Facebook manipulated stories in users’ newsfeeds to conduct experiments on emotional contagion. Don’t remember signing the consent form for the study that appeared in PNAS?
Time covers the massive prevalence of PTSD among US veterans. The Pentagon’s PTSD treatments “appear to be local, ad hoc, incremental, and crisis-driven” with no effective evaluation.
Excellent analysis of a new study: FDA’s antidepressant warning didn’t actually backfired and cause more suicides. Neuroskeptic on the case.
Time magazine has an interesting piece on the under-reported problem of violence in women.
Interesting National Geographic piece about how new finds of human skull bones show even more complexity in the evolution of human and hominid species.
Slate has a piece on how that a lot of zoo animals are on antipsychotics because they become mentally ill when enclosed.
Cool links as usual, especially the Slate article. I’m not sure mental illness is the best term for wildlife, as it’s a psychology term. I’d maybe qualify it as captive illness, a kind of dysphoria.
With our dependence on small shelters it would be almost impossible to relate to feeling at home somewhere “big and scary” like the ocean or wilderness. So most of us with maybe the exception of the Mars One victims will never feel that level of disconnect.
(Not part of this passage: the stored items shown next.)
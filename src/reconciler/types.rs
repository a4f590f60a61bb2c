//! # Types
//!
//! Records parsed from `mc` output and the outcomes of reconciler operations.

use crate::constants::{FOLDER_ENTRY_TYPE, MC_STATUS_SUCCESS};
use crate::error::AdminError;
use serde::Deserialize;
use zeroize::Zeroizing;

/// A bucket as reported by `mc ls <alias>/ --json`
#[derive(Debug, Clone, PartialEq, Eq)]
pub struct Bucket {
    pub name: String,
    /// Opaque timestamp string from the listing
    pub last_modified: Option<String>,
    pub size_bytes: u64,
}

/// Raw `mc ls --json` record
#[derive(Debug, Deserialize)]
#[serde(rename_all = "camelCase")]
pub(crate) struct ListEntry {
    #[serde(rename = "type", default)]
    pub entry_type: Option<String>,
    #[serde(default)]
    pub key: String,
    #[serde(default)]
    pub last_modified: Option<String>,
    #[serde(default)]
    pub size: Option<u64>,
}

impl ListEntry {
    /// Buckets appear as folder entries at the alias root
    pub(crate) fn into_bucket(self) -> Option<Bucket> {
        if self.entry_type.as_deref() != Some(FOLDER_ENTRY_TYPE) {
            return None;
        }
        Some(Bucket {
            name: self.key.trim_end_matches('/').to_string(),
            last_modified: self.last_modified,
            size_bytes: self.size.unwrap_or(0),
        })
    }
}

/// Result of a single create call
#[derive(Debug, Clone, Copy, PartialEq, Eq)]
pub enum CreateOutcome {
    Created,
    /// Already existed; no mutating call was made
    AlreadyPresent,
}

/// Result of a single delete call
#[derive(Debug, Clone, Copy, PartialEq, Eq)]
pub enum DeleteOutcome {
    Deleted,
    /// Did not exist; no mutating call was made
    AlreadyAbsent,
}

/// Per-bucket results of creating the declared set
#[derive(Debug)]
pub struct BatchReport {
    /// One entry per declared bucket, in declared order
    pub results: Vec<(String, Result<CreateOutcome, AdminError>)>,
}

impl BatchReport {
    #[must_use]
    pub fn total(&self) -> usize {
        self.results.len()
    }

    #[must_use]
    pub fn succeeded(&self) -> usize {
        self.results.iter().filter(|(_, r)| r.is_ok()).count()
    }

    /// Whether every declared bucket now exists
    #[must_use]
    pub fn is_complete(&self) -> bool {
        self.succeeded() == self.total()
    }

    /// Buckets whose creation failed, with the error
    pub fn failures(&self) -> impl Iterator<Item = (&str, &AdminError)> {
        self.results
            .iter()
            .filter_map(|(name, r)| r.as_ref().err().map(|e| (name.as_str(), e)))
    }
}

/// Existence of one declared bucket
#[derive(Debug, Clone, PartialEq, Eq)]
pub struct BucketStatus {
    pub name: String,
    pub exists: bool,
}

/// Raw `mc admin user svcacct list --json` record
#[derive(Debug, Deserialize)]
#[serde(rename_all = "camelCase")]
pub(crate) struct AccessKeyListEntry {
    #[serde(default)]
    pub access_key: Option<String>,
}

/// A service access key: the listed identifier plus the detail fetched for it
#[derive(Debug, Clone, PartialEq)]
pub struct AccessKey {
    pub access_key: String,
    /// `None` when the per-key `svcacct info` call failed
    pub detail: Option<AccessKeyDetail>,
}

impl AccessKey {
    #[must_use]
    pub fn name(&self) -> Option<&str> {
        self.detail.as_ref().and_then(|d| d.name.as_deref())
    }

    #[must_use]
    pub fn status(&self) -> Option<&str> {
        self.detail.as_ref().and_then(AccessKeyDetail::status)
    }

    #[must_use]
    pub fn description(&self) -> Option<&str> {
        self.detail.as_ref().and_then(|d| d.description.as_deref())
    }
}

/// `mc admin user svcacct info --json` output
///
/// Field values are owned by the cluster and are not validated.
#[derive(Debug, Clone, PartialEq, Deserialize)]
#[serde(rename_all = "camelCase")]
pub struct AccessKeyDetail {
    #[serde(default)]
    pub access_key: Option<String>,
    #[serde(default)]
    pub parent_user: Option<String>,
    #[serde(default, alias = "Name")]
    pub name: Option<String>,
    #[serde(default, alias = "Description")]
    pub description: Option<String>,
    #[serde(default)]
    pub account_status: Option<String>,
    /// Envelope status of the `--json` record (usually `success`)
    #[serde(default, rename = "status")]
    pub record_status: Option<String>,
    #[serde(default)]
    pub policy: Option<serde_json::Value>,
    #[serde(default)]
    pub expiration: Option<String>,
}

impl AccessKeyDetail {
    /// Account status, falling back to the record status when it carries
    /// something other than the `success` envelope marker
    #[must_use]
    pub fn status(&self) -> Option<&str> {
        self.account_status.as_deref().or_else(|| {
            self.record_status
                .as_deref()
                .filter(|s| *s != MC_STATUS_SUCCESS)
        })
    }
}

/// Request to create a service access key
#[derive(Debug, Clone, Default)]
pub struct NewAccessKey {
    pub access_key: Option<String>,
    pub secret_key: Option<Zeroizing<String>>,
    pub name: Option<String>,
    pub description: Option<String>,
}

/// Credentials returned by `svcacct add`
///
/// The secret key is only ever available here.
#[derive(Clone, Deserialize)]
#[serde(rename_all = "camelCase")]
pub struct CreatedAccessKey {
    pub access_key: String,
    pub secret_key: Zeroizing<String>,
    #[serde(default)]
    pub expiration: Option<String>,
}

impl std::fmt::Debug for CreatedAccessKey {
    fn fmt(&self, f: &mut std::fmt::Formatter<'_>) -> std::fmt::Result {
        f.debug_struct("CreatedAccessKey")
            .field("access_key", &self.access_key)
            .field("secret_key", &"***")
            .field("expiration", &self.expiration)
            .finish()
    }
}

#[cfg(test)]
mod tests {
    use super::*;

    #[test]
    fn test_list_entry_folder_becomes_bucket() {
        let entry: ListEntry = serde_json::from_str(
            r#"{"status":"success","type":"folder","lastModified":"2024-05-01T10:00:00Z","size":0,"key":"logs/","etag":"","url":"http://localhost:9000/","versionOrdinal":1}"#,
        )
        .unwrap();
        assert_eq!(
            entry.into_bucket(),
            Some(Bucket {
                name: "logs".to_string(),
                last_modified: Some("2024-05-01T10:00:00Z".to_string()),
                size_bytes: 0,
            })
        );
    }

    #[test]
    fn test_list_entry_file_is_ignored() {
        let entry: ListEntry =
            serde_json::from_str(r#"{"type":"file","key":"readme.txt","size":12}"#).unwrap();
        assert!(entry.into_bucket().is_none());
    }

    #[test]
    fn test_list_entry_missing_size_defaults_to_zero() {
        let entry: ListEntry = serde_json::from_str(r#"{"type":"folder","key":"assets/"}"#).unwrap();
        let bucket = entry.into_bucket().unwrap();
        assert_eq!(bucket.size_bytes, 0);
        assert!(bucket.last_modified.is_none());
    }

    #[test]
    fn test_detail_status_prefers_account_status() {
        let detail: AccessKeyDetail = serde_json::from_str(
            r#"{"status":"success","accessKey":"K1","parentUser":"admin","accountStatus":"on","name":"ci","description":"pipeline","policy":{"Version":"2012-10-17"},"expiration":"1970-01-01T00:00:00Z"}"#,
        )
        .unwrap();
        assert_eq!(detail.status(), Some("on"));
        assert_eq!(detail.name.as_deref(), Some("ci"));
        assert!(detail.policy.is_some());
    }

    #[test]
    fn test_detail_status_ignores_success_envelope() {
        let detail: AccessKeyDetail = serde_json::from_str(r#"{"status":"success"}"#).unwrap();
        assert_eq!(detail.status(), None);

        let detail: AccessKeyDetail = serde_json::from_str(r#"{"status":"off"}"#).unwrap();
        assert_eq!(detail.status(), Some("off"));
    }

    #[test]
    fn test_detail_accepts_capitalized_fields() {
        let detail: AccessKeyDetail =
            serde_json::from_str(r#"{"Name":"legacy","Description":"old mc"}"#).unwrap();
        assert_eq!(detail.name.as_deref(), Some("legacy"));
        assert_eq!(detail.description.as_deref(), Some("old mc"));
    }

    #[test]
    fn test_created_access_key_debug_hides_secret() {
        let created: CreatedAccessKey = serde_json::from_str(
            r#"{"status":"success","accessKey":"K1","secretKey":"S3CR3T"}"#,
        )
        .unwrap();
        assert_eq!(created.secret_key.as_str(), "S3CR3T");
        assert!(!format!("{created:?}").contains("S3CR3T"));
    }

    #[test]
    fn test_batch_report_counts() {
        let report = BatchReport {
            results: vec![
                ("a".to_string(), Ok(CreateOutcome::Created)),
                (
                    "b".to_string(),
                    Err(AdminError::ExternalTool {
                        command: "mc mb myminio/b".to_string(),
                        code: Some(1),
                        stderr: "denied".to_string(),
                    }),
                ),
            ],
        };
        assert_eq!(report.total(), 2);
        assert_eq!(report.succeeded(), 1);
        assert!(!report.is_complete());
        assert_eq!(report.failures().map(|(n, _)| n).collect::<Vec<_>>(), ["b"]);
    }
}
The Slate article explains this perfectly with the example of the burrowing owls and the accompanying sign.
The Gabriela Cowperthwaite film was probably the first one to bring attentinon to this in a successful and entertaining way. Zoos are now making the claim that they provide vital conservation through education of visitors and breeding of captive species, neither of which is even remotely true.